- Genre: Drama
- Created by: Tony Marchant
- Written by: Tony Marchant
- Directed by: Jane Howell
- Starring: Keith Barron Maggie O'Neill Reece Dinsdale Annette Crosbie
- Country of origin: United Kingdom
- Original language: English
- No. of series: 1
- No. of episodes: 3

Production
- Producer: David Snodin
- Production locations: Telford, Shropshire, England, UK
- Cinematography: Kevin Rowley
- Editor: Roy Sharman
- Running time: 60 minutes
- Production company: BBC

Original release
- Network: BBC1
- Release: 2 May – 16 May 1989

= Take Me Home (TV series) =

Take Me Home is a British television drama series which originally aired from 2 to 16 May 1989. The three-part mini-series starred Keith Barron, Maggie O'Neill, Reece Dinsdale and Annette Crosbie. It was created and written by Tony Marchant and was aired on BBC One. The co-lead character, Kathy, was one of the first television roles for actress Maggie O'Neill.

== Plot summary ==
Kathy is a lonely young woman who moved to an extended Midlands town. The fictional industrial town is experiencing major transformation, including residential development, roads, and an advanced computer technology centre (relevant to the era of the broadcast). Kathy encounters a local taxi driver, Tom, who is driven by his passion for engineering and the infusion of technology in the town. Kathy and Tom begin to meet secretly, behind their respective partners' backs.

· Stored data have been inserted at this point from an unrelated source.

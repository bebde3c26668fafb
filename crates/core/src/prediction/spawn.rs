use std::collections::BTreeMap;

use log::debug;

use crate::error::IdError;
use crate::id::{IdAllocator, NetworkId, OwnerTag, PlayerId};
use crate::net::DecodedUpdate;
use crate::tick::{Tick, tick_at_least, ticks_since};

#[derive(Debug, Clone, Copy, PartialEq, Eq)]
pub enum SpawnStatus {
    Pending,
    Confirmed,
    Rejected,
}

#[derive(Debug, Clone, Copy)]
struct PredictedSpawn {
    id: NetworkId,
    status: SpawnStatus,
}

/// Client-side predicted ID allocation.
///
/// IDs come from the player's own owner range in the same order the server
/// assigns them, and are remembered per `(input tick, ordinal)` so replaying
/// an input yields the same IDs again.
#[derive(Debug)]
pub struct SpawnPredictor {
    allocator: IdAllocator,
    spawns: BTreeMap<(Tick, u32), PredictedSpawn>,
    timeout_ticks: u32,
}

impl SpawnPredictor {
    pub fn new(player: PlayerId, timeout_ticks: u32) -> Result<Self, IdError> {
        Ok(Self {
            allocator: IdAllocator::new(OwnerTag::player(player)?),
            spawns: BTreeMap::new(),
            timeout_ticks,
        })
    }

    pub fn owner(&self) -> OwnerTag {
        self.allocator.owner()
    }

    /// ID for the `ordinal`-th spawn issued while simulating `tick`.
    pub fn predict(&mut self, tick: Tick, ordinal: u32) -> Result<NetworkId, IdError> {
        if let Some(spawn) = self.spawns.get(&(tick, ordinal)) {
            return Ok(spawn.id);
        }
        let id = self.allocator.allocate()?;
        self.spawns.insert(
            (tick, ordinal),
            PredictedSpawn {
                id,
                status: SpawnStatus::Pending,
            },
        );
        Ok(id)
    }

    pub fn status(&self, id: NetworkId) -> Option<SpawnStatus> {
        self.spawns.values().find(|s| s.id == id).map(|s| s.status)
    }

    /// Confirms spawns the update carries and rejects the ones it refuses.
    pub fn on_update(&mut self, update: &DecodedUpdate) {
        for spawn in self.spawns.values_mut() {
            if spawn.status != SpawnStatus::Pending {
                continue;
            }
            if update.spawn_rejections.contains(&spawn.id) {
                debug!("predicted spawn {} rejected", spawn.id);
                spawn.status = SpawnStatus::Rejected;
                // never reused; the server consumed the same sequence
                let _ = self.allocator.release(spawn.id);
            } else if update.entities.iter().any(|e| e.id == spawn.id) {
                spawn.status = SpawnStatus::Confirmed;
            }
        }
    }

    /// Forgets resolved spawns whose input the server has consumed. Pending
    /// spawns that stay unanswered past the timeout count as rejected.
    pub fn acknowledge(&mut self, acked: Tick) {
        let timeout = self.timeout_ticks;
        for (&(tick, _), spawn) in self.spawns.iter_mut() {
            if spawn.status == SpawnStatus::Pending && ticks_since(tick, acked) > timeout {
                debug!("predicted spawn {} timed out", spawn.id);
                spawn.status = SpawnStatus::Rejected;
            }
        }
        self.spawns
            .retain(|&(tick, _), spawn| spawn.status == SpawnStatus::Pending || !tick_at_least(acked, tick));
    }

    pub fn pending(&self) -> usize {
        self.spawns
            .values()
            .filter(|s| s.status == SpawnStatus::Pending)
            .count()
    }
}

Their obsessive affair plays out over a backdrop of the social and economic changes of the 1980s in "Thatcherite" Britain. Take Me Home has many scripted references to actual changes in society at the time: notably, the technology encroachments upon industry and skilled labour. Scenes were shot in semi-developed housing estates and corporate business parks. Kathy's husband, Martin (Dinsdale), is written as a progressive computer expert, determined to outstride his corporate peers and succeed whatever the cost. He forces Kathy to have an abortion in the first episode because he feels a baby would harm his career. His colleagues at InfoCo are shown as pompous, arrogant, and chauvinistic.

Tom's home life and marriage with his ditzy wife Liz (Crosbie) is safe, stale, and old-fashioned. They live in a comfortable 1950s council semi. Kathy is needy but attracts Tom through her vibrance and intelligence. He quickly falls in love with her after they finally make love in the back of Tom's taxi. Meanwhile, Martin tries desperately to integrate the couple into their new surroundings. He arranges badminton matches with his colleagues and a dinner party at their exclusive new estate. Tom and Kathy's relationship deteriorates, however, as Tom shows second thoughts about the affair. The affair ends in the last episode when both Liz and Martin discover their spouses' infidelity.

==Cast==
- Keith Barron as Tom
- Maggie O'Neill as Kathy
- Annette Crosbie as Liz
- Reece Dinsdale as Martin
- Tim Preece as Ray
- Anne Carroll as Joyce

== Production ==
Take Me Home was shot entirely in the Shropshire town Telford, which itself would have been considered a new town in the 1960s, growing and experiencing massive technological and economic changes, much as the town depicted in the series.

==Trivia==

Tom's character is a fan of Dusty Springfield, and the soundtrack regularly features her recordings. Songs used include "The Look of Love", "Goin' Back", "I Just Don't Know What To Do With Myself" (which closes the final episode), "Wishin' and Hopin'" and "I Only Want To Be With You". Kathy is a fan of Deacon Blue, whose song "The Very Thing", frequently heard in the series, accompanies the closing credits of episodes one and two.